Изменить размер шрифта - +
Мириады светляков кружатся над горной тропой. Теплый ветер, насыщенный камфорой и ванилью, шелестит в священных деревьях возле древнего храма. Сквозь перевитый лианами лес, где ползучие корни взламывают камень и ржавые источники подтачивают крутую ступень, лестница выводит на широкие террасы. Там под праздничной, полной луной белеет сонный мак и больные звери ищут исцеления в мускатных рощах. Это преодоление ночи, близкое древним инициациям. При свете кокосовых факелов и карманных фонарей, ощупывая каждую ступеньку, толпы людей забираются все выше и выше за облака. Стремительный буйный рассвет паломники встречают уже на вершине. За первым зеленым лучом последует неистовство красок, лихорадочное, неправдоподобное, ткущее миражи. Вся котловина будет купаться в волнах тумана, словно на древней картине в стиле «чань», где над молочной рекой выступают лишь кроны отдельных деревьев.

Как передать запах этого насыщенного пряностями и сонной одурью джунглей тумана, его отчетливый привкус? Как осознать в словах навязчивую близость внутреннего озарения, что померещится за минуту до взрыва зари?

Прекраснейший из уголков нашей земли брызнет ртутными каплями черепичных крыш, когда сандаловым дымом истает рассветное молоко. Белые ступы, возведенные еще в прежнюю эру, засверкают золотыми навершиями среди развалин, олицетворяя движущий мирами творческий вечный огонь.

Донесется трубный рев черных слонов из заповедных лесов, трепет пробежит по бесчисленным пальмам, и яркая зелень риса обозначит путь ветра муаровой рябью.
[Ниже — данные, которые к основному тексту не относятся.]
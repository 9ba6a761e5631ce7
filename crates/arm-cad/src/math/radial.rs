//! Radial layouts

use glam::DVec2;
use serde::{Deserialize, Serialize};

/// `count` slots evenly spaced around a circle, starting at `phase_deg`
#[derive(Debug, Clone, Copy, PartialEq, Serialize, Deserialize)]
pub struct RadialPattern {
    pub count: usize,
    pub phase_deg: f64,
}

/// One slot of a radial pattern
#[derive(Debug, Clone, Copy, PartialEq)]
pub struct RadialSlot {
    pub index: usize,
    pub angle_deg: f64,
}

impl RadialSlot {
    /// Point on the circle of `radius` at this slot's angle
    pub fn at(&self, radius: f64) -> DVec2 {
        polar(radius, self.angle_deg)
    }
}

impl RadialPattern {
    pub fn new(count: usize) -> Self {
        Self {
            count,
            phase_deg: 0.0,
        }
    }

    pub fn with_phase(mut self, phase_deg: f64) -> Self {
        self.phase_deg = phase_deg;
        self
    }

    /// Angular spacing between consecutive slots
    pub fn step(&self) -> f64 {
        if self.count == 0 {
            0.0
        } else {
            360.0 / self.count as f64
        }
    }

    pub fn angle(&self, index: usize) -> f64 {
        self.step() * index as f64 + self.phase_deg
    }

    pub fn slots(&self) -> impl Iterator<Item = RadialSlot> + '_ {
        (0..self.count).map(|index| RadialSlot {
            index,
            angle_deg: self.angle(index),
        })
    }
}

/// Cartesian point at `radius` and `angle_deg` in the XY plane
pub fn polar(radius: f64, angle_deg: f64) -> DVec2 {
    let (sin, cos) = angle_deg.to_radians().sin_cos();
    DVec2::new(cos * radius, sin * radius)
}

/// Linear map from the `from` interval onto the `to` interval
///
/// `remap((0.0, 1.0), (-1.0, 1.0))` turns a loop index 0/1 into a side sign.
pub fn remap(from: (f64, f64), to: (f64, f64)) -> impl Fn(f64) -> f64 {
    let span = from.1 - from.0;
    move |value| {
        if span == 0.0 {
            to.0
        } else {
            to.0 + (value - from.0) / span * (to.1 - to.0)
        }
    }
}

#[cfg(test)]
mod tests {
    use super::*;
    use approx::assert_relative_eq;

    #[test]
    fn test_pattern_angles_with_phase() {
        let pattern = RadialPattern::new(8).with_phase(22.5);
        let angles: Vec<f64> = pattern.slots().map(|s| s.angle_deg).collect();
        assert_eq!(angles.len(), 8);
        for (i, angle) in angles.iter().enumerate() {
            assert_relative_eq!(*angle, 22.5 + 45.0 * i as f64);
        }
    }

    #[test]
    fn test_empty_pattern() {
        let pattern = RadialPattern::new(0);
        assert_eq!(pattern.slots().count(), 0);
        assert_eq!(pattern.step(), 0.0);
    }

    #[test]
    fn test_polar() {
        let p = polar(70.0, 90.0);
        assert_relative_eq!(p.x, 0.0, epsilon = 1e-9);
        assert_relative_eq!(p.y, 70.0, epsilon = 1e-9);

        let slot = RadialPattern::new(4).with_phase(45.0).slots().next();
        let q = slot.map(|s| s.at(2f64.sqrt()));
        assert!(q.is_some_and(|q| q.abs_diff_eq(DVec2::ONE, 1e-9)));
    }

    #[test]
    fn test_remap_index_to_side() {
        let side = remap((0.0, 1.0), (-1.0, 1.0));
        assert_relative_eq!(side(0.0), -1.0);
        assert_relative_eq!(side(1.0), 1.0);
        assert_relative_eq!(side(0.5), 0.0);
    }
}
Еще фра Маригнолли, посетивший в четырнадцатом веке Серендип, не сдержал восторженных и еретических для католического миссионера слов, сравнив сказочный остров с раем.

Если господь и низринул Адама на эту гору, то лишь для того, чтобы тот не заметил перемены. Великолепный край откроется с надмирной благоуханной высоты. И память станет перебирать яркие воспоминания о барьерных рифах Тринкомали, где в коралловых лесах сияют радужные рыбы, о первой столице Анурадхапуре с ее священным деревом бодхи, посаженном двадцать два века назад, о вещих развалинах Полоннарувы и золотых реликвариях Канди, хранящих исторические святыни оригинальнейшей культуры нашего мира.

Не для общения с богами приходят сюда встретить рассвет. Это вечная жажда прекрасного заставляет все новые и новые поколения подниматься вверх по великой лестнице. Это неумирающая надежда на встречу с чудом кружит голову и радостным хмелем бушует в крови.

Храм красоты, о котором мечтали античные гимнософисты, сотворила здесь сама природа.

«Этот пик, — прочитал я в книге Джона Стилла „Прилив джунглей“, — можно уподобить громадному собору, способному вместить благоговейные чувства всего необъятного человечества».

У золотой решетки старейшего дерева на земле, у Абхаягири-дагабы, которой время придало аморфную стать нерукотворных творений, я понял, что подразумевал Кларк в посвящении к роману о Раме — галактическом звездолете. В мадрепоровых зарослях Маунт Лавинии воочию увидел, с чего начался его путь на Восток.

В Шри Ланке имя писателя произносят с благоговением. Для местных жителей он уже давно стал ланкийцем, и его славу они считают своей. Даже популярный путеводитель по острову «Лунный камень» начинается со слов Кларка, сказанных в 1970 году:

«Я приехал на Цейлон в 1956 году с намерением провести здесь шесть месяцев и написать одну-единственную книгу об исследовании прибрежных вод острова. Сегодня, четырнадцать лет и двадцать книг спустя, я все еще тут и надеюсь остаться до конца жизни».

Я поехал в гости к Артуру Кларку вместе со своим другом, ответственным работником ССОД Владимиром Ивановым. Мы взяли с собой несколько пластинок русской классической музыки и, конечно, «Картинки с выставки» Мусоргского, которого, как я знал, Кларк особенно любил. Он встретил нас в саду, моложавый и загорелый, почти такой же, как десять лет назад.